5.2 Impact of research results

Our research does not directly address social and environmental issues. Our work on 3D printing may have positive effects by allowing the more efficient use of materials in the production of prototypes. Our work on virtual medical simulation and training may provide an alternative in some cases to animal experiments and costly robotic simulations.

Our most important application domain is arts and culture, including computer animation and computer games. Globally, those sectors are creating jobs, rather than destroying them, in France and in Europe. The impact of our discipline is therefore positive at least in this respect.

We are more concerned with the impact of the software industry as a whole, i.e. private companies who implement our research papers and include them in their products. We note a tendency to increase the memory requirements of software. While much effort in software engineering is devoted to improving the execution speed of graphics programs, there is not enough effort in optimizing their footprint. This is an area that may be worth investigating in our future work.

6 Highlights of the year

6.1 Awards

Humbolt prize
Figure 1: Stefanie Hahmann receives the Humboldt prize.

Stefanie Hahmann was awarded the Gay Lussac-Humboldt prize by the Alexander von Humboldt Foundation in October 2022 in recognition for her academic career.

6.2 Expertise

Metaverse report
Figure 2: Publication of the metaverse report. From left to right: Bruno Bonnell, Jean-Noel Barrot, Rima Abdul Malak, Camille François, Adrien Basdevant, Rémi Ronfard.

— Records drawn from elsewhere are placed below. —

//! Integration tests for wedplan
//!
//! These tests verify end-to-end behavior across the store, the domain
//! records, and the content assistant.

use std::sync::Arc;

use slotstore::SlotStore;
use tempfile::TempDir;
use wedplan::assistant::{Assistant, NOTE_FALLBACK, VOWS_FALLBACK};
use wedplan::domain::{Attendance, EventDetails, Rsvp, Task, TaskCategory};
use wedplan::store::PlannerStore;

fn open_store(dir: &TempDir) -> PlannerStore {
    let slots = SlotStore::open(dir.path()).expect("Failed to open slot store");
    PlannerStore::open(slots)
}

// =============================================================================
// First-run defaults
// =============================================================================

#[test]
fn test_fresh_store_has_default_event_details() {
    let dir = TempDir::new().expect("Failed to create temp dir");
    let store = open_store(&dir);

    let details = store.details();
    assert_eq!(details.date, "2025-06-21");
    assert_eq!(details.time, "16:00");
    assert_eq!(details.location_name, "The Grand Garden Estate");
    assert_eq!(details.address, "123 Rose Lane, Beverly Hills, CA");

    assert!(store.tasks().is_empty());
    assert!(store.rsvps().is_empty());
    let summary = store.rsvp_summary();
    assert_eq!(summary.responses, 0);
    assert_eq!(summary.confirmed_guests, 0);
}

// =============================================================================
// Guest scenario: Jane Doe RSVPs
// =============================================================================

#[test]
fn test_guest_rsvp_end_to_end() {
    let dir = TempDir::new().expect("Failed to create temp dir");

    {
        let mut store = open_store(&dir);
        let rsvp = Rsvp::new("Jane Doe", "jane@example.com", Attendance::Yes, 2)
            .with_dietary("vegetarian")
            .with_song("At Last");
        store.add_rsvp(rsvp).expect("Failed to record RSVP");

        let summary = store.rsvp_summary();
        assert_eq!(summary.responses, 1);
        assert_eq!(summary.accepted, 1);
        assert_eq!(summary.confirmed_guests, 2);
    }

    // Restart: the response survives
    let store = open_store(&dir);
    assert_eq!(store.rsvps().len(), 1);
    let rsvp = &store.rsvps()[0];
    assert_eq!(rsvp.name, "Jane Doe");
    assert_eq!(rsvp.email, "jane@example.com");
    assert_eq!(rsvp.attending, Attendance::Yes);
    assert_eq!(rsvp.guests_count, 2);
    assert_eq!(rsvp.dietary_restrictions.as_deref(), Some("vegetarian"));
    assert_eq!(rsvp.song_request.as_deref(), Some("At Last"));
}

#[test]
fn test_party_size_is_clamped_and_ignored_when_declining() {
    let dir = TempDir::new().expect("Failed to create temp dir");
    let mut store = open_store(&dir);

    // Over the cap: clamped to the maximum
    store
        .add_rsvp(Rsvp::new("Big Family", "family@example.com", Attendance::Yes, 12))
        .expect("Failed to record RSVP");
    assert_eq!(store.rsvps()[0].guests_count, 5);

    // Declining: party size pinned to 1 regardless of input
    store
        .add_rsvp(Rsvp::new("Solo", "solo@example.com", Attendance::No, 4))
        .expect("Failed to record RSVP");
    assert_eq!(store.rsvps()[1].guests_count, 1);

    let summary = store.rsvp_summary();
    assert_eq!(summary.confirmed_guests, 5);
}

// =============================================================================
// Planner scenario: tasks and configuration
// =============================================================================

#[test]
fn test_planner_task_lifecycle_persists() {
    let dir = TempDir::new().expect("Failed to create temp dir");

    let venue_id;
    {
        let mut store = open_store(&dir);
        let venue = Task::new("Book venue").with_category(TaskCategory::Planning);
        venue_id = venue.id.clone();
        store.add_task(venue).expect("Failed to add task");
        let music = Task::new("Choose music").with_category(TaskCategory::Reception);
        let music_id = music.id.clone();
        store.add_task(music).expect("Failed to add task");

        assert!(store.toggle_task(&venue_id).expect("Failed to toggle"));
        assert!(store.delete_task(&music_id).expect("Failed to delete"));
    }

    let store = open_store(&dir);
    assert_eq!(store.tasks().len(), 1);
    assert_eq!(store.tasks()[0].id, venue_id);
    assert!(store.tasks()[0].is_completed);
}

#[test]
fn test_details_replace_is_write_through() {
    let dir = TempDir::new().expect("Failed to create temp dir");

    {
        let mut store = open_store(&dir);
        let mut details = store.details().clone();
        details.location_name = "Lakeside Pavilion".to_string();
        details.our_story = "We met at a cooking class.".to_string();
        store.update_details(details).expect("Failed to update details");
    }

    let store = open_store(&dir);
    assert_eq!(store.details().location_name, "Lakeside Pavilion");
    assert_eq!(store.details().our_story, "We met at a cooking class.");
    // Untouched fields keep their values
    assert_eq!(store.details().date, "2025-06-21");
}

#[test]
fn test_corrupt_slot_degrades_to_defaults() {
    let dir = TempDir::new().expect("Failed to create temp dir");

    {
        let mut store = open_store(&dir);
        store.add_task(Task::new("will be lost")).expect("Failed to add task");
    }

    std::fs::write(dir.path().join("tasks.json"), "{ not json")
        .expect("Failed to corrupt slot");

    let store = open_store(&dir);
    assert!(store.tasks().is_empty());
    // Other slots are unaffected
    assert_eq!(store.details(), &EventDetails::default());
}

// =============================================================================
// Roster JSON output
// =============================================================================

#[test]
fn test_roster_json_payload_shape() {
    let dir = TempDir::new().expect("Failed to create temp dir");
    let mut store = open_store(&dir);

    store
        .add_rsvp(
            Rsvp::new("Jane Doe", "jane@example.com", Attendance::Yes, 2).with_dietary("vegetarian"),
        )
        .expect("Failed to record RSVP");
    store
        .add_rsvp(Rsvp::new("Solo", "solo@example.com", Attendance::No, 1))
        .expect("Failed to record RSVP");

    // The payload `wp rsvps --format json` prints
    let payload = serde_json::json!({
        "summary": store.rsvp_summary(),
        "responses": store.rsvps(),
    });

    let summary = &payload["summary"];
    assert_eq!(summary["accepted"], 1);
    assert_eq!(summary["declined"], 1);
    assert_eq!(summary["maybe"], 0);
    assert_eq!(summary["responses"], 2);
    assert_eq!(summary["confirmedGuests"], 2);

    let responses = payload["responses"].as_array().expect("responses is an array");
    assert_eq!(responses.len(), 2);
    assert_eq!(responses[0]["name"], "Jane Doe");
    assert_eq!(responses[0]["attending"], "yes");
    assert_eq!(responses[0]["guestsCount"], 2);
    assert_eq!(responses[0]["dietaryRestrictions"], "vegetarian");
    assert_eq!(responses[1]["attending"], "no");
}

// =============================================================================
// Assistant fallbacks
// =============================================================================

#[tokio::test]
async fn test_assistant_without_client_uses_fallbacks() {
    let assistant = Assistant::new(None);

    assert!(assistant.generate_tasks("6 months").await.is_empty());
    assert_eq!(
        assistant.generate_vows("Romantic & Emotional", "our first dance", "Sam").await,
        VOWS_FALLBACK
    );
    assert_eq!(
        assistant.generate_thank_you_note("Uncle Joe", "a toaster").await,
        NOTE_FALLBACK
    );
}

#[tokio::test]
async fn test_assistant_is_shareable_across_tasks() {
    // The runner hands the assistant to background tasks behind an Arc
    let assistant = Arc::new(Assistant::new(None));
    let cloned = Arc::clone(&assistant);

    let handle = tokio::spawn(async move { cloned.generate_tasks("1 week").await });
    let tasks = handle.await.expect("Generation task panicked");
    assert!(tasks.is_empty());
}
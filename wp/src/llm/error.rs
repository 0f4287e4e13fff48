//! LLM error types

use thiserror::Error;

/// Errors that can occur during content generation
///
/// None of these reach the user as a failure: callers substitute an empty
/// list or a fixed fallback string and log the error for diagnostics.
#[derive(Debug, Error)]
pub enum LlmError {
    #[error("API key not available: {0}")]
    MissingApiKey(String),

    #[error("API error {status}: {message}")]
    ApiError { status: u16, message: String },

    #[error("Network error: {0}")]
    Network(#[from] reqwest::Error),

    #[error("Invalid response: {0}")]
    InvalidResponse(String),

    #[error("JSON serialization error: {0}")]
    Json(#[from] serde_json::Error),
}

impl LlmError {
    /// Check if this error is retryable
    pub fn is_retryable(&self) -> bool {
        match self {
            LlmError::ApiError { status, .. } => matches!(status, 408 | 429) || *status >= 500,
            LlmError::Network(_) => true,
            LlmError::MissingApiKey(_) => false,
            LlmError::InvalidResponse(_) => false,
            LlmError::Json(_) => false,
        }
    }
}

#[cfg(test)]
mod tests {
    use super::*;

    #[test]
    fn test_is_retryable() {
        // 5xx and throttling errors should be retryable
        assert!(
            LlmError::ApiError {
                status: 500,
                message: "Server error".to_string()
            }
            .is_retryable()
        );
        assert!(
            LlmError::ApiError {
                status: 429,
                message: "Too many requests".to_string()
            }
            .is_retryable()
        );

        // 4xx errors should not be retryable
        assert!(
            !LlmError::ApiError {
                status: 400,
                message: "Bad request".to_string()
            }
            .is_retryable()
        );

        // Local failures should not be retryable
        assert!(!LlmError::InvalidResponse("Bad JSON".to_string()).is_retryable());
        assert!(!LlmError::MissingApiKey("GEMINI_API_KEY".to_string()).is_retryable());
    }

    #[test]
    fn test_display() {
        let err = LlmError::ApiError {
            status: 503,
            message: "overloaded".to_string(),
        };
        assert_eq!(err.to_string(), "API error 503: overloaded");
    }
}
impl AppState {
    /// Create state gated by the given planner password
    pub fn new(planner_password: impl Into<String>) -> Self {
        debug!("AppState::new: called");
        Self {
            view: View::default(),
            admin_tab: AdminTab::default(),
            should_quit: false,
            planner_password: planner_password.into(),
            login_input: String::new(),
            login_error: false,
            rsvp_form: RsvpForm::new(),
            submitted: false,
            selected_task: 0,
            task_input: None,
            selected_rsvp: 0,
            details_field: DetailsField::default(),
            ai_field: AiField::default(),
            vow_form: VowForm::default(),
            note_form: NoteForm::default(),
            generated_vow: None,
            generated_note: None,
            generating: false,
            error: None,
            notice: None,
            pending: VecDeque::new(),
            tasks: Vec::new(),
            rsvps: Vec::new(),
            summary: RsvpSummary::default(),
            details: EventDetails::default(),
        }
    }

    /// Queue a store mutation for the runner
    pub fn queue(&mut self, action: PendingAction) {
        debug!(?action, "AppState::queue: called");
        self.pending.push_back(action);
    }

    pub fn set_error(&mut self, message: impl Into<String>) {
        let message = message.into();
        debug!(%message, "AppState::set_error: called");
        self.error = Some(message);
    }

    pub fn set_notice(&mut self, message: impl Into<String>) {
        self.notice = Some(message.into());
    }

    /// Clear transient messages (called on every key press)
    pub fn clear_transients(&mut self) {
        self.error = None;
        self.notice = None;
    }

    /// Move to a guest view, resetting the RSVP flow
    pub fn go_to(&mut self, view: View) {
        debug!(?view, "AppState::go_to: called");
        if self.view == View::Rsvp && view != View::Rsvp {
            // Leaving the RSVP screen re-arms the form
            self.rsvp_form = RsvpForm::new();
            self.submitted = false;
        }
        self.view = view;
    }

    /// Attempt the planner login with the typed secret
    pub fn try_login(&mut self) {
        let matched = self.login_input.trim().to_lowercase() == self.planner_password.to_lowercase();
        debug!(matched, "AppState::try_login: called");
        if matched {
            self.view = View::AdminDashboard;
            self.admin_tab = AdminTab::default();
            self.login_error = false;
            self.login_input.clear();
        } else {
            self.login_error = true;
        }
    }

    /// Leave the dashboard unconditionally
    ///
    /// Nothing to invalidate: the authenticated flag is the view itself
    /// and was never persisted.
    pub fn logout(&mut self) {
        debug!("AppState::logout: called");
        self.task_input = None;
        self.login_input.clear();
        self.login_error = false;
        self.view = View::Landing;
    }

    /// Keep the task selection inside the list after mutations
    pub fn clamp_selection(&mut self) {
        if self.tasks.is_empty() {
            self.selected_task = 0;
        } else if self.selected_task >= self.tasks.len() {
            self.selected_task = self.tasks.len() - 1;
        }
        if self.rsvps.is_empty() {
            self.selected_rsvp = 0;
        } else if self.selected_rsvp >= self.rsvps.len() {
            self.selected_rsvp = self.rsvps.len() - 1;
        }
    }
}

Rémi Ronfard was mandated by the French minister of economy and finance, and the French ministry of culture, on a six-month mission to investigate the challenges and opportunities of the metaverse, together with Adrien Basdevant and Camille Francois,

The conclusions of this exploratory mission were presented to the government on October 24, 2022.

The complete report is available from this official web site.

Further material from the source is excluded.